The Ballet Russe plays again tomorrow at 3:15, and opens wide... soon.

In line at the mouth of a parking garage, the Varsity theatres

September 07, 2005

Addendum: Walt Stanchfield

There are a few I failed to include in my grid of influences; most notably, Walt Stanchfield, and his gesture class.

If there is anything one should read about drawing, it is the Stanchfield notes. Walt regularly taught a gesture drawing class at Disney, and these notes were his handouts, often largely comprised of drawings from the class. Today many of the co-contributors are active and renown, some carrying on the traditions of Walt's Words of Wisdom.

Enrico Casarosa recently posted about Tom Gately teaching a gesture class at Pixar U; Jim Hull at Seward Street regularly shares entries by Dave Pimentel , doing something similar. The incredible Mr.

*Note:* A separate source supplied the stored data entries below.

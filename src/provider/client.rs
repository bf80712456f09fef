//! Reqwest-backed client for any endpoint speaking the OpenAI-compatible
//! `/v1/chat/completions` shape (LM Studio, Ollama, vLLM, hosted APIs).

use reqwest::Client;
use serde::{Deserialize, Serialize};
use std::future::Future;
use std::pin::Pin;
use std::time::Duration;

use super::traits::{ChatApi, ChatMessage};
use crate::config::EngineConfig;
use crate::error::ProviderError;

const MAX_ERROR_BODY_CHARS: usize = 200;

/// Shared client settings for provider calls: generous overall timeout for
/// slow local models, pooled connections for the sequential call bursts the
/// engine makes.
pub fn build_provider_client() -> Client {
    Client::builder()
        .timeout(Duration::from_secs(120))
        .connect_timeout(Duration::from_secs(10))
        .pool_max_idle_per_host(10)
        .pool_idle_timeout(Duration::from_secs(90))
        .tcp_keepalive(Duration::from_secs(60))
        .build()
        .unwrap_or_else(|_| Client::new())
}

#[derive(Debug, Serialize)]
struct ChatRequest<'a> {
    model: &'a str,
    messages: &'a [ChatMessage],
    max_tokens: u32,
    temperature: f64,
}

#[derive(Debug, Deserialize)]
struct ChatResponse {
    choices: Vec<Choice>,
}

#[derive(Debug, Deserialize)]
struct Choice {
    message: ResponseMessage,
}

#[derive(Debug, Deserialize)]
struct ResponseMessage {
    content: Option<String>,
}

fn extract_text(response: ChatResponse) -> Result<String, ProviderError> {
    response
        .choices
        .into_iter()
        .next()
        .and_then(|choice| choice.message.content)
        .map(|content| content.trim().to_string())
        .filter(|content| !content.is_empty())
        .ok_or(ProviderError::EmptyReply)
}

fn truncate_error_body(body: &str) -> String {
    if body.chars().count() <= MAX_ERROR_BODY_CHARS {
        return body.to_string();
    }

    let mut end = MAX_ERROR_BODY_CHARS;
    while end > 0 && !body.is_char_boundary(end) {
        end -= 1;
    }
    format!("{}...", &body[..end])
}

/// HTTP implementation of [`ChatApi`] against one fixed endpoint and model.
pub struct HttpChatClient {
    endpoint_url: String,
    model: String,
    client: Client,
}

impl HttpChatClient {
    pub fn new(config: &EngineConfig) -> Self {
        Self {
            endpoint_url: config.endpoint_url.to_string(),
            model: config.model.clone(),
            client: build_provider_client(),
        }
    }

    async fn call_chat_completions(
        &self,
        request: &ChatRequest<'_>,
    ) -> Result<ChatResponse, ProviderError> {
        let response = self
            .client
            .post(&self.endpoint_url)
            .json(request)
            .send()
            .await
            .map_err(|source| ProviderError::Transport {
                url: self.endpoint_url.clone(),
                source,
            })?;

        let status = response.status();
        if !status.is_success() {
            let body = response
                .text()
                .await
                .unwrap_or_else(|_| "<failed to read provider error body>".to_string());
            return Err(ProviderError::Status {
                status: status.as_u16(),
                body: truncate_error_body(&body),
            });
        }

        response
            .json()
            .await
            .map_err(|error| ProviderError::Decode {
                message: error.to_string(),
            })
    }
}

impl ChatApi for HttpChatClient {
    fn complete<'a>(
        &'a self,
        messages: &'a [ChatMessage],
        max_tokens: u32,
        temperature: f64,
    ) -> Pin<Box<dyn Future<Output = Result<String, ProviderError>> + Send + 'a>> {
        Box::pin(async move {
            let request = ChatRequest {
                model: &self.model,
                messages,
                max_tokens,
                temperature,
            };
            let response = self.call_chat_completions(&request).await?;
            extract_text(response)
        })
    }
}

#[cfg(test)]
mod tests {
    use super::*;
    use crate::config::Settings;
    use wiremock::matchers::{body_partial_json, method, path};
    use wiremock::{Mock, MockServer, ResponseTemplate};

    fn client_for(endpoint: &str) -> HttpChatClient {
        let config = Settings::default()
            .with_endpoint_url(endpoint)
            .with_model("test-model")
            .resolve()
            .unwrap();
        HttpChatClient::new(&config)
    }

    fn chat_body(content: &str) -> serde_json::Value {
        serde_json::json!({"choices": [{"message": {"content": content}}]})
    }

    #[test]
    fn request_serializes_with_protocol_params() {
        let messages = vec![
            ChatMessage::system("You are an AI assistant that helps prioritize tasks."),
            ChatMessage::user("Task: 'x'."),
        ];
        let request = ChatRequest {
            model: "local-model",
            messages: &messages,
            max_tokens: 10,
            temperature: 0.2,
        };
        let value = serde_json::to_value(&request).unwrap();
        assert_eq!(value["model"], "local-model");
        assert_eq!(value["messages"][0]["role"], "system");
        assert_eq!(value["messages"][1]["role"], "user");
        assert_eq!(value["max_tokens"], 10);
        assert_eq!(value["temperature"], 0.2);
    }

    #[test]
    fn response_deserializes() {
        let json = r#"{"choices":[{"message":{"content":"85"}}]}"#;
        let response: ChatResponse = serde_json::from_str(json).unwrap();
        assert_eq!(response.choices[0].message.content.as_deref(), Some("85"));
    }

    #[test]
    fn response_tolerates_extra_fields() {
        let json = r#"{"id":"cmpl-1","object":"chat.completion","choices":[{"index":0,"message":{"role":"assistant","content":"ok"},"finish_reason":"stop"}],"usage":{"total_tokens":3}}"#;
        let response: ChatResponse = serde_json::from_str(json).unwrap();
        assert_eq!(response.choices[0].message.content.as_deref(), Some("ok"));
    }

    #[test]
    fn extract_trims_first_choice() {
        let response = ChatResponse {
            choices: vec![Choice {
                message: ResponseMessage {
                    content: Some("  85  \n".to_string()),
                },
            }],
        };
        assert_eq!(extract_text(response).unwrap(), "85");
    }

    #[test]
    fn extract_rejects_empty_and_whitespace_content() {
        let no_choices = ChatResponse { choices: vec![] };
        assert!(matches!(
            extract_text(no_choices),
            Err(ProviderError::EmptyReply)
        ));

        let blank = ChatResponse {
            choices: vec![Choice {
                message: ResponseMessage {
                    content: Some("   ".to_string()),
                },
            }],
        };
        assert!(matches!(extract_text(blank), Err(ProviderError::EmptyReply)));
    }

    #[test]
    fn error_body_is_capped() {
        let long = "x".repeat(500);
        let capped = truncate_error_body(&long);
        assert_eq!(capped.len(), MAX_ERROR_BODY_CHARS + 3);
        assert!(capped.ends_with("..."));

        assert_eq!(truncate_error_body("short"), "short");
    }

    #[tokio::test]
    async fn completes_against_mock_endpoint() {
        let server = MockServer::start().await;
        Mock::given(method("POST"))
            .and(path("/v1/chat/completions"))
            .and(body_partial_json(
                serde_json::json!({"model": "test-model", "max_tokens": 10, "temperature": 0.2}),
            ))
            .respond_with(ResponseTemplate::new(200).set_body_json(chat_body("  85  ")))
            .mount(&server)
            .await;

        let client = client_for(&format!("{}/v1/chat/completions", server.uri()));
        let reply = client
            .complete(&[ChatMessage::user("score?")], 10, 0.2)
            .await
            .unwrap();
        assert_eq!(reply, "85");
    }

    #[tokio::test]
    async fn non_2xx_status_is_a_status_error() {
        let server = MockServer::start().await;
        Mock::given(method("POST"))
            .respond_with(ResponseTemplate::new(503).set_body_string("model loading"))
            .mount(&server)
            .await;

        let client = client_for(&format!("{}/v1/chat/completions", server.uri()));
        let err = client
            .complete(&[ChatMessage::user("hi")], 10, 0.2)
            .await
            .unwrap_err();
        match err {
            ProviderError::Status { status, body } => {
                assert_eq!(status, 503);
                assert!(body.contains("model loading"));
            }
            other => panic!("expected status error, got {other}"),
        }
    }

    #[tokio::test]
    async fn non_json_success_body_is_a_decode_error() {
        let server = MockServer::start().await;
        Mock::given(method("POST"))
            .respond_with(ResponseTemplate::new(200).set_body_string("not json"))
            .mount(&server)
            .await;

        let client = client_for(&format!("{}/v1/chat/completions", server.uri()));
        let err = client
            .complete(&[ChatMessage::user("hi")], 10, 0.2)
            .await
            .unwrap_err();
        assert!(matches!(err, ProviderError::Decode { .. }), "got {err}");
    }

    #[tokio::test]
    async fn unreachable_endpoint_is_a_transport_error() {
        // Port 1 refuses connections immediately.
        let client = client_for("http://127.0.0.1:1/v1/chat/completions");
        let err = client
            .complete(&[ChatMessage::user("hi")], 10, 0.2)
            .await
            .unwrap_err();
        assert!(matches!(err, ProviderError::Transport { .. }), "got {err}");
    }
}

Joe Moshier is, of course, the new standard for design at Disney, and Clay Kaytis is the fellow behind the Animation Podcast. John Webber is now one of the creatives behind Project Firefly and Aliki Theofilopoulos currently works for Nickelodeon. (Hopefully I've got all my information right; let me know if I haven't.)

Unfortuantely, I haven't much to post, as my notes were borrowed and never returned a few years ago. They are invaluable, though; the bible of expressive drawing, written in a spirit of fun, exploration and courage through drawing adversity. I like that Walt asks us not just to go the whole way and make bold, emotional, storytelling drawings, but that he asks us to connect with ourselves, with the world and with our fellow artists. For years now, all throughout college and ever since, I have poured over, soaked in and tried to share the wisdom and enthusiam of the Stanchfield notes. Fellows like Joe Moshier, Dave Pimentel and Tom Gately introduced me to new approaches and aesthetics of drawing, combining feeling, observation, design and storytelling. To all associated, I am eternally grateful.

Sadly, Walt passed away in October 2000 -- For a few of Walt's handouts, please check out Animation Meat. My apologies to those without drawings posted--like I said, I no longer have many notes, and my apologies to those with drawings posted, as I know they're not mine, so I hope you don't mind.